Problem to solve
Once the lines below holding the string "CreditCard" are counted, give that number alone.
====================
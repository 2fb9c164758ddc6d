use chrono::{DateTime, Utc};
use sqlx::FromRow;
use uuid::Uuid;

use crate::domain::Transaction;
use crate::error::AppError;

/// Row type for SQLx. Every column is stored as plain text or a scalar.
#[derive(Debug, FromRow)]
pub struct TransactionRow {
    pub transaction_id: String,
    pub user_id: String,
    pub timestamp: DateTime<Utc>,
    pub amount: f64,
    pub currency: String,
    pub city: String,
    pub country: String,
    pub merchant_name: String,
    pub payment_method: String,
    pub ip_address: String,
    pub voucher_code: String,
    pub affiliate_id: String,
}

fn parse_uuid(column: &str, raw: &str) -> Result<Uuid, AppError> {
    Uuid::parse_str(raw).map_err(|e| AppError::Decode(format!("{} '{}': {}", column, raw, e)))
}

impl TryFrom<TransactionRow> for Transaction {
    type Error = AppError;

    fn try_from(row: TransactionRow) -> Result<Self, Self::Error> {
        Ok(Transaction {
            transaction_id: parse_uuid("transaction_id", &row.transaction_id)?,
            user_id: row.user_id,
            timestamp: row.timestamp,
            amount: row.amount,
            currency: row.currency.parse().map_err(AppError::Decode)?,
            city: row.city,
            country: row.country,
            merchant_name: row.merchant_name,
            payment_method: row.payment_method.parse().map_err(AppError::Decode)?,
            ip_address: row.ip_address.parse().map_err(|e| {
                AppError::Decode(format!("ip_address '{}': {}", row.ip_address, e))
            })?,
            voucher_code: row.voucher_code,
            affiliate_id: parse_uuid("affiliate_id", &row.affiliate_id)?,
        })
    }
}
use sqlx::{Connection, PgConnection};

use crate::config::Config;
use crate::error::{AppError, AppResult};

pub mod models;
pub mod queries;

/// Create-if-absent DDL for the `transactions` table.
pub const SCHEMA_SQL: &str = include_str!("../../sql/transactions.sql");

/// Opens a single dedicated connection. No pooling.
pub async fn connect(config: &Config) -> AppResult<PgConnection> {
    tracing::debug!("Connecting to {}", config.masked_url());
    PgConnection::connect_with(&config.connect_options())
        .await
        .map_err(AppError::Connection)
}

/// Closes the connection gracefully. A failed close is only logged.
pub async fn close(conn: PgConnection) {
    if let Err(e) = conn.close().await {
        tracing::warn!("Failed to close database connection: {}", e);
    }
}

/// Creates the `transactions` table if it does not exist yet.
/// Safe to call repeatedly; existing rows are untouched.
pub async fn ensure_schema(conn: &mut PgConnection) -> AppResult<()> {
    sqlx::query(SCHEMA_SQL).execute(&mut *conn).await?;
    tracing::debug!("Schema ensured for table transactions");
    Ok(())
}
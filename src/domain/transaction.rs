//! Transaction domain entity.
//! Framework-agnostic representation of a synthetic financial transaction.

use chrono::{DateTime, Utc};
use serde::{Deserialize, Serialize};
use std::fmt;
use std::net::Ipv4Addr;
use std::str::FromStr;
use uuid::Uuid;

/// Voucher applied to roughly one transaction in three.
pub const VOUCHER_CODE: &str = "DISCOUNT10";

/// Lower bound of a generated amount.
pub const MIN_AMOUNT: f64 = 10.0;
/// Upper bound of a generated amount.
pub const MAX_AMOUNT: f64 = 1000.0;

#[derive(Debug, Clone, Copy, PartialEq, Eq, Hash, Serialize, Deserialize)]
#[serde(rename_all = "UPPERCASE")]
pub enum Currency {
    Usd,
    Gbp,
    Mad,
}

impl Currency {
    pub const ALL: [Currency; 3] = [Currency::Usd, Currency::Gbp, Currency::Mad];

    pub fn as_str(&self) -> &'static str {
        match self {
            Currency::Usd => "USD",
            Currency::Gbp => "GBP",
            Currency::Mad => "MAD",
        }
    }
}

impl fmt::Display for Currency {
    fn fmt(&self, f: &mut fmt::Formatter<'_>) -> fmt::Result {
        f.write_str(self.as_str())
    }
}

impl FromStr for Currency {
    type Err = String;

    fn from_str(s: &str) -> Result<Self, Self::Err> {
        Currency::ALL
            .into_iter()
            .find(|c| c.as_str() == s)
            .ok_or_else(|| format!("unknown currency '{}'", s))
    }
}

#[derive(Debug, Clone, Copy, PartialEq, Eq, Hash, Serialize, Deserialize)]
#[serde(rename_all = "snake_case")]
pub enum PaymentMethod {
    CreditCard,
    DebitCard,
    OnlineTransfer,
}

impl PaymentMethod {
    pub const ALL: [PaymentMethod; 3] = [
        PaymentMethod::CreditCard,
        PaymentMethod::DebitCard,
        PaymentMethod::OnlineTransfer,
    ];

    pub fn as_str(&self) -> &'static str {
        match self {
            PaymentMethod::CreditCard => "credit_card",
            PaymentMethod::DebitCard => "debit_card",
            PaymentMethod::OnlineTransfer => "online_transfer",
        }
    }
}

impl fmt::Display for PaymentMethod {
    fn fmt(&self, f: &mut fmt::Formatter<'_>) -> fmt::Result {
        f.write_str(self.as_str())
    }
}

impl FromStr for PaymentMethod {
    type Err = String;

    fn from_str(s: &str) -> Result<Self, Self::Err> {
        PaymentMethod::ALL
            .into_iter()
            .find(|m| m.as_str() == s)
            .ok_or_else(|| format!("unknown payment method '{}'", s))
    }
}

/// Domain entity representing a transaction.
///
/// Built once by the generator, persisted once, then dropped. Nothing
/// mutates it in between.
#[derive(Debug, Clone, PartialEq, Serialize, Deserialize)]
pub struct Transaction {
    pub transaction_id: Uuid,
    pub user_id: String,
    pub timestamp: DateTime<Utc>,
    pub amount: f64,
    pub currency: Currency,
    pub city: String,
    pub country: String,
    pub merchant_name: String,
    pub payment_method: PaymentMethod,
    pub ip_address: Ipv4Addr,
    pub voucher_code: String,
    pub affiliate_id: Uuid,
}

impl Transaction {
    pub fn has_voucher(&self) -> bool {
        !self.voucher_code.is_empty()
    }
}

impl fmt::Display for Transaction {
    fn fmt(&self, f: &mut fmt::Formatter<'_>) -> fmt::Result {
        write!(
            f,
            "<Transaction {} | {:.2} {} | {}, {}>",
            self.transaction_id, self.amount, self.currency, self.city, self.country
        )
    }
}
pub mod transaction;

pub use transaction::{Currency, PaymentMethod, Transaction};
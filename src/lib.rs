pub mod cli;
pub mod config;
pub mod db;
pub mod domain;
pub mod error;
pub mod services;
pub mod use_cases;

pub use config::Config;
pub use domain::{Currency, PaymentMethod, Transaction};
pub use error::{AppError, AppResult};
====================
Final answer
3